//! Integration tests for inheritance linearization and merging

use schemalink_foundation::{ErrorKind, Name, RawValue};
use schemalink_schema::{Constraint, ConstraintKind};

use crate::load;

// =============================================================================
// Errors
// =============================================================================

#[test]
fn final_base_is_rejected() {
    let err = load(
        r#"{"concepts": {
            "Sealed": {"final": true},
            "Child": {"extends": "Sealed"}
        }}"#,
    )
    .unwrap_err();
    assert!(matches!(err.kind, ErrorKind::FinalInheritance { .. }));
}

#[test]
fn final_generic_link_rejects_concrete_use() {
    let err = load(
        r#"{
            "links": {"owner": {"final": true}},
            "concepts": {
                "Person": {},
                "Car": {"links": {"owner": "Person"}}
            }
        }"#,
    )
    .unwrap_err();
    assert!(matches!(err.kind, ErrorKind::FinalInheritance { .. }));
}

#[test]
fn final_atom_still_takes_inline_constraints() {
    let schema = load(
        r#"{
            "atoms": {"Code": {"extends": "str", "final": true}},
            "concepts": {"Item": {"links": {"code": {"Code": {"constraints": {"max-length": 8}}}}}}
        }"#,
    )
    .unwrap();
    let code = schema.pointer("Item", "code").unwrap().as_link().unwrap();
    assert_eq!(code.target, Some(Name::new("app", "Item__code")));
}

#[test]
fn two_member_cycle_names_both() {
    let err = load(
        r#"{"concepts": {
            "A": {"extends": "B"},
            "B": {"extends": "A"}
        }}"#,
    )
    .unwrap_err();
    let ErrorKind::CyclicInheritance { cycle } = &err.kind else {
        panic!("expected cyclic inheritance, got {err}");
    };
    assert!(cycle.iter().any(|m| m == "app.A"));
    assert!(cycle.iter().any(|m| m == "app.B"));
    assert_eq!(cycle.first(), cycle.last());
}

#[test]
fn cycle_error_points_at_a_member() {
    let err = load(
        r#"{"concepts": {
            "Z": {},
            "A": {"extends": "B"},
            "B": {"extends": "A"}
        }}"#,
    )
    .unwrap_err();
    assert!(matches!(err.kind, ErrorKind::CyclicInheritance { .. }));
    let declaration = err.context.and_then(|c| c.declaration).unwrap();
    assert!(
        declaration == "concept app.A" || declaration == "concept app.B",
        "unexpected declaration {declaration}"
    );
}

#[test]
fn self_cycle_is_rejected() {
    let err = load(r#"{"atoms": {"Loop": {"extends": "Loop"}}}"#).unwrap_err();
    assert!(matches!(err.kind, ErrorKind::CyclicInheritance { .. }));
}

#[test]
fn unresolved_base_names_declaration() {
    let err = load(r#"{"concepts": {"Child": {"extends": "Nowhere"}}}"#).unwrap_err();
    assert!(matches!(err.kind, ErrorKind::UnresolvedBase { .. }));
    assert_eq!(
        err.context.and_then(|c| c.declaration),
        Some("concept app.Child".to_string())
    );
}

#[test]
fn base_of_wrong_kind_is_unresolved() {
    let err = load(r#"{"concepts": {"Child": {"extends": "str"}}}"#).unwrap_err();
    assert!(matches!(err.kind, ErrorKind::UnresolvedBase { .. }));
}

// =============================================================================
// Merging
// =============================================================================

#[test]
fn left_most_base_wins() {
    let schema = load(
        r#"{"concepts": {
            "B1": {"links": {"x": "str"}},
            "B2": {"links": {"x": "int64"}},
            "C": {"extends": ["B1", "B2"]}
        }}"#,
    )
    .unwrap();
    let x = schema.pointer("C", "x").unwrap().as_link().unwrap();
    assert_eq!(x.source, Some(Name::new("app", "B1")));
    assert_eq!(x.target, Some(Name::new("builtins", "str")));
}

#[test]
fn atom_constraints_accumulate() {
    let schema = load(
        r#"{"atoms": {
            "PosInt": {"extends": "int64", "constraints": [{"min-value": 0}]},
            "Percent": {"extends": "PosInt", "constraints": [{"max-value": 100}]}
        }}"#,
    )
    .unwrap();
    let percent = schema.atom("Percent").unwrap();
    assert_eq!(percent.constraints.len(), 2);
    assert_eq!(
        percent.constraints.get(ConstraintKind::MinValue),
        Some(&Constraint::MinValue(RawValue::Int(0)))
    );
    assert_eq!(
        percent.constraints.get(ConstraintKind::MaxValue),
        Some(&Constraint::MaxValue(RawValue::Int(100)))
    );
    assert_eq!(schema.atom("PosInt").unwrap().constraints.len(), 1);
}

#[test]
fn child_constraint_overrides_base() {
    let schema = load(
        r#"{"atoms": {
            "Short": {"extends": "str", "constraints": {"max-length": 100}},
            "Shorter": {"extends": "Short", "constraints": {"max-length": 10}}
        }}"#,
    )
    .unwrap();
    assert_eq!(
        schema.atom("Shorter").unwrap().constraints.get(ConstraintKind::MaxLength),
        Some(&Constraint::MaxLength(10))
    );
}

#[test]
fn override_does_not_leak_into_base() {
    let schema = load(
        r#"{"concepts": {
            "Person": {"links": {"name": {"str": {"required": true}}}},
            "Employee": {"extends": "Person", "links": {"name": {"str": {"required": false}}}}
        }}"#,
    )
    .unwrap();
    let employee = schema.pointer("Employee", "name").unwrap().as_link().unwrap();
    let person = schema.pointer("Person", "name").unwrap().as_link().unwrap();
    assert!(!employee.is_required());
    assert!(person.is_required());
}

#[test]
fn inherited_attributes_fill_unset_ones() {
    let schema = load(
        r#"{
            "atoms": {
                "Label": {"extends": "str", "title": "Label", "default": "none"},
                "Tag": {"extends": "Label"}
            }
        }"#,
    )
    .unwrap();
    let tag = schema.atom("Tag").unwrap();
    assert_eq!(tag.attrs.title.as_deref(), Some("Label"));
    assert!(tag.own.title.is_none());
}

#[test]
fn abstract_and_final_are_not_inherited() {
    let schema = load(
        r#"{"concepts": {
            "Shape": {"abstract": true},
            "Circle": {"extends": "Shape"}
        }}"#,
    )
    .unwrap();
    assert!(schema.concept("Shape").unwrap().is_abstract());
    assert!(!schema.concept("Circle").unwrap().is_abstract());
}

#[test]
fn pointers_union_across_bases() {
    let schema = load(
        r#"{"concepts": {
            "Named": {"links": {"name": "str"}},
            "Aged": {"links": {"age": "int64"}},
            "Person": {"extends": ["Named", "Aged"], "links": {"email": "str"}}
        }}"#,
    )
    .unwrap();
    for pointer in ["name", "age", "email", "id"] {
        assert!(schema.pointer("Person", pointer).is_ok(), "missing {pointer}");
    }
}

*Action item*
Please transcribe the entire listing exactly as given.

*Completed exercise*
//! Integration tests for inheritance linearization and merging

use schemalink_foundation::{ErrorKind, Name, RawValue};
use schemalink_schema::{Constraint, ConstraintKind};

use crate::load;

// =============================================================================
// Errors
// =============================================================================

#[test]
fn final_base_is_rejected() {
    let err = load(
        r#"{"concepts": {
            "Sealed": {"final": true},
            "Child": {"extends": "Sealed"}
        }}"#,
    )
    .unwrap_err();
    assert!(matches!(err.kind, ErrorKind::FinalInheritance { .. }));
}

#[test]
fn final_generic_link_rejects_concrete_use() {
    let err = load(
        r#"{
            "links": {"owner": {"final": true}},
            "concepts": {
                "Person": {},
                "Car": {"links": {"owner": "Person"}}
            }
        }"#,
    )
    .unwrap_err();
    assert!(matches!(err.kind, ErrorKind::FinalInheritance { .. }));
}

#[test]
fn final_atom_still_takes_inline_constraints() {
    let schema = load(
        r#"{
            "atoms": {"Code": {"extends": "str", "final": true}},
            "concepts": {"Item": {"links": {"code": {"Code": {"constraints": {"max-length": 8}}}}}}
        }"#,
    )
    .unwrap();
    let code = schema.pointer("Item", "code").unwrap().as_link().unwrap();
    assert_eq!(code.target, Some(Name::new("app", "Item__code")));
}

#[test]
fn two_member_cycle_names_both() {
    let err = load(
        r#"{"concepts": {
            "A": {"extends": "B"},
            "B": {"extends": "A"}
        }}"#,
    )
    .unwrap_err();
    let ErrorKind::CyclicInheritance { cycle } = &err.kind else {
        panic!("expected cyclic inheritance, got {err}");
    };
    assert!(cycle.iter().any(|m| m == "app.A"));
    assert!(cycle.iter().any(|m| m == "app.B"));
    assert_eq!(cycle.first(), cycle.last());
}

#[test]
fn cycle_error_points_at_a_member() {
    let err = load(
        r#"{"concepts": {
            "Z": {},
            "A": {"extends": "B"},
            "B": {"extends": "A"}
        }}"#,
    )
    .unwrap_err();
    assert!(matches!(err.kind, ErrorKind::CyclicInheritance { .. }));
    let declaration = err.context.and_then(|c| c.declaration).unwrap();
    assert!(
        declaration == "concept app.A" || declaration == "concept app.B",
        "unexpected declaration {declaration}"
    );
}

#[test]
fn self_cycle_is_rejected() {
    let err = load(r#"{"atoms": {"Loop": {"extends": "Loop"}}}"#).unwrap_err();
    assert!(matches!(err.kind, ErrorKind::CyclicInheritance { .. }));
}

#[test]
fn unresolved_base_names_declaration() {
    let err = load(r#"{"concepts": {"Child": {"extends": "Nowhere"}}}"#).unwrap_err();
    assert!(matches!(err.kind, ErrorKind::UnresolvedBase { .. }));
    assert_eq!(
        err.context.and_then(|c| c.declaration),
        Some("concept app.Child".to_string())
    );
}

#[test]
fn base_of_wrong_kind_is_unresolved() {
    let err = load(r#"{"concepts": {"Child": {"extends": "str"}}}"#).unwrap_err();
    assert!(matches!(err.kind, ErrorKind::UnresolvedBase { .. }));
}

// =============================================================================
// Merging
// =============================================================================

#[test]
fn left_most_base_wins() {
    let schema = load(
        r#"{"concepts": {
            "B1": {"links": {"x": "str"}},
            "B2": {"links": {"x": "int64"}},
            "C": {"extends": ["B1", "B2"]}
        }}"#,
    )
    .unwrap();
    let x = schema.pointer("C", "x").unwrap().as_link().unwrap();
    assert_eq!(x.source, Some(Name::new("app", "B1")));
    assert_eq!(x.target, Some(Name::new("builtins", "str")));
}

#[test]
fn atom_constraints_accumulate() {
    let schema = load(
        r#"{"atoms": {
            "PosInt": {"extends": "int64", "constraints": [{"min-value": 0}]},
            "Percent": {"extends": "PosInt", "constraints": [{"max-value": 100}]}
        }}"#,
    )
    .unwrap();
    let percent = schema.atom("Percent").unwrap();
    assert_eq!(percent.constraints.len(), 2);
    assert_eq!(
        percent.constraints.get(ConstraintKind::MinValue),
        Some(&Constraint::MinValue(RawValue::Int(0)))
    );
    assert_eq!(
        percent.constraints.get(ConstraintKind::MaxValue),
        Some(&Constraint::MaxValue(RawValue::Int(100)))
    );
    assert_eq!(schema.atom("PosInt").unwrap().constraints.len(), 1);
}

#[test]
fn child_constraint_overrides_base() {
    let schema = load(
        r#"{"atoms": {
            "Short": {"extends": "str", "constraints": {"max-length": 100}},
            "Shorter": {"extends": "Short", "constraints": {"max-length": 10}}
        }}"#,
    )
    .unwrap();
    assert_eq!(
        schema.atom("Shorter").unwrap().constraints.get(ConstraintKind::MaxLength),
        Some(&Constraint::MaxLength(10))
    );
}

#[test]
fn override_does_not_leak_into_base() {
    let schema = load(
        r#"{"concepts": {
            "Person": {"links": {"name": {"str": {"required": true}}}},
            "Employee": {"extends": "Person", "links": {"name": {"str": {"required": false}}}}
        }}"#,
    )
    .unwrap();
    let employee = schema.pointer("Employee", "name").unwrap().as_link().unwrap();
    let person = schema.pointer("Person", "name").unwrap().as_link().unwrap();
    assert!(!employee.is_required());
    assert!(person.is_required());
}

#[test]
fn inherited_attributes_fill_unset_ones() {
    let schema = load(
        r#"{
            "atoms": {
                "Label": {"extends": "str", "title": "Label", "default": "none"},
                "Tag": {"extends": "Label"}
            }
        }"#,
    )
    .unwrap();
    let tag = schema.atom("Tag").unwrap();
    assert_eq!(tag.attrs.title.as_deref(), Some("Label"));
    assert!(tag.own.title.is_none());
}

#[test]
fn abstract_and_final_are_not_inherited() {
    let schema = load(
        r#"{"concepts": {
            "Shape": {"abstract": true},
            "Circle": {"extends": "Shape"}
        }}"#,
    )
    .unwrap();
    assert!(schema.concept("Shape").unwrap().is_abstract());
    assert!(!schema.concept("Circle").unwrap().is_abstract());
}

#[test]
fn pointers_union_across_bases() {
    let schema = load(
        r#"{"concepts": {
            "Named": {"links": {"name": "str"}},
            "Aged": {"links": {"age": "int64"}},
            "Person": {"extends": ["Named", "Aged"], "links": {"email": "str"}}
        }}"#,
    )
    .unwrap();
    for pointer in ["name", "age", "email", "id"] {
        assert!(schema.pointer("Person", pointer).is_ok(), "missing {pointer}");
    }
}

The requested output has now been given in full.